Does the seed delivered this spring match the numbers, quantity and price you booked last fall? Do you check fertilizer and chemical deliveries against your contract? Do you have a system that spots if you’re running short of seed, chemical or fertilizer? Is breaking out crop input use and costs something you can do with a few clicks on a computer — or does it take hours rummaging through receipts and notes?

As operations grow with multiple farms and hired labor, reconciling contracts with deliveries and monitoring inventory can get complicated. “Farmers may negotiate prices for inputs six months or a year ahead with dealers,” notes Eric Jackson, president of agricultural services for Conservis, a leading developer of farm management programs. “Later, invoices come in and someone pays the bill.

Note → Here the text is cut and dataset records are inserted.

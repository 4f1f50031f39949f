use crate::dataset::error::DataLoadError;
use crate::dataset::CompanyIndex;
use crate::domain::company::CompanyRecord;
use std::fs::File;
use std::io::Read;
use std::path::Path;

pub const REQUIRED_COLUMNS: [&str; 7] = [
    "company_name",
    "annual_return",
    "volatility",
    "beta",
    "pe_ratio",
    "dividend_yield",
    "current_price",
];

pub fn load_csv_path(path: impl AsRef<Path>) -> Result<CompanyIndex, DataLoadError> {
    let path = path.as_ref();
    let file = File::open(path).map_err(|source| DataLoadError::Io {
        path: path.to_path_buf(),
        source,
    })?;

    let index = load_csv_reader(file)?;
    tracing::info!(path = %path.display(), companies = index.len(), "loaded company dataset");
    Ok(index)
}

pub fn load_csv_reader<R: Read>(reader: R) -> Result<CompanyIndex, DataLoadError> {
    let mut reader = csv::ReaderBuilder::new()
        .trim(csv::Trim::All)
        .from_reader(reader);

    let headers = reader.headers()?.clone();
    for column in REQUIRED_COLUMNS {
        if !headers.iter().any(|h| h == column) {
            return Err(DataLoadError::MissingColumn(column));
        }
    }

    let mut records = Vec::new();
    for row in reader.records() {
        let row = row?;
        let line = row.position().map(|p| p.line()).unwrap_or_default();
        let record: CompanyRecord = row.deserialize(Some(&headers))?;
        record
            .validate()
            .map_err(|reason| DataLoadError::InvalidRecord {
                line,
                company: record.company_name.clone(),
                reason,
            })?;
        records.push(record);
    }

    CompanyIndex::from_validated(records)
}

But often there’s no reconciliation. There’s a high probability of slippage.”

Conservis has developed an input management program that applies the inventory control and cost analysis concepts used in manufacturing.

One of the keys Conservis used to make these concepts farm-friendly was to keep data on the Internet — commonly referred to as “in the cloud” — rather than on a farm computer. This opened the door for the use of mobile and other wireless devices to collect and upload data directly from the field.

The result is a system that uses little note taking, manual inputting or paper — and makes crop input inventory, cost and use information available almost instantly anywhere you’re in cell range or have an Internet connection.

Mike Sproule, a Grand Forks, N.D, farmer, used Conservis’ Inputs program last year to track crop inputs in his family’s farm operation. It was just the second year for the program, and Sproule was asked to tell the company anytime he saw where the firm could make the program more useful for him — something he did a lot.

Tracking all inputs

The Sproules grow corn, soybeans, wheat, sugarbeets and edible beans. Those crops use a lot of different inputs. “The Inputs program tracks anything we use on the farm — fertilizer, seed and chemicals — including the hybrid or variety, whether it came in bag or bulk, and its price,” says Sproule.

“When I buy an input, I create a contract in which I add the product, quantity and who I bought it from,” he adds. “Then as we apply inputs, the person making the application creates a ‘job’ in a mobile tablet. Drop-downs make the inputting fairly easy,” says Sproule.

Mike Sproule evaluating data from Inputs.

Mike Sproule evaluating data from Inputs.



The operator selects the field, puts in the acres, chooses the product to be applied and selects the rate. The program adds up the total of each input and calculates the cost of each along with the input cost for the field.

After all data has been entered, the operator can hit “send,” and all information is transmitted wirelessly to the Internet where it can be viewed almost instantly in the farm office. If you aren’t in range of a cell tower, the smartphone or tablet holds the information until it is in range of a tower, and then uploads automatically.

Sproule especially likes the program’s quick access to data and information filtering capability. “By using filters I can quickly see how much of a certain input I used in each field and for the whole farm,” says Sproule. “If I need to remember how much of a certain product I used the year before to place an order, that answer is just a few clicks away on my iPhone.”

He also finds the cost analysis part of the program particularly helpful. “The program will tell me how much money I have in each field — broken out by input,” says Sproule. “One field, for example, may yield 160 bushels per acre and another 155 bpa. Without cost figures by field, I might think I made the most from the field yielding 160 bpa. But my program may tell me the field yielding 155 bpa made the most profit because of that field’s lower input costs.”

Conservis sells its Inputs program as a service, charging customers by the acre. The company also sells Harvest, a program enabling farmers to track yields, inventories and deliveries directly from the field. Conservis provides on-farm training and continuous support to ensure farmers have a quick adoption rate and success in using it.